In 2018 “I had a baby and a part-time job was not more possible at ETH. Therefore, looking outside the academic walls, I found Axonlab, where family life and career could be combined smoothly”. She still have close contact with the academia helping customers to find solutions for their research though technical support and also through her work on the company’s scientific magazine. She is a gifted copywriter and she came across the Wiki Science Competition for her reports during research for a blogpost for their website.
As Inside Sales Manager of the Life Science Department of Axonlab, Michèle Heidemeyer takes quality assurance tasks, tests of devices and, as a trained laboratory technician, she carries out tests on the Azure Sapphire. The image of the watermelon is therefore a product of a quality test and shows the beauty of an otherwise rather unspectacular fruit.

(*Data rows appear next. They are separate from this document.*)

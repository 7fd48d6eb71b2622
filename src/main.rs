//! `advise`: browse a course catalog from the command line.

use clap::Parser;

mod cli;

fn main() -> anyhow::Result<()> {
    cli::Cli::parse().run()
}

As discussed, Axonlab confirmed they will donate the prize money received to the Foundations Simplysience.ch.
Image of winner: Cucumnis melo in excellent sensitivity CC BY-SA 4.0 Axonlab (Michèle Heidemeyer) 2019 Wikimedia Commons
The runner-up is Kevin Floc’h. He obtained an Engineering degree at Grenoble-INP Phelma and later worked as a Ph.D. student at the Institut de Biologie Structurale in Grenoble. He worked on the nucleoid dynamics and in-depth characterization of Deinococcus radiodurans cell cycle using advanced fluorescence microscopy (super-resolution fluorescence microscopy and spinning-disk confocal microscopy). He is now a Marketing Associate in Rare Diseases & Endocrinology at Sanofi in Zug.
Kevin ended in the 2nd place of the “Non-photographic media” category with a video, which summarizes parts of his Ph.D. results, into a popular scientific medium.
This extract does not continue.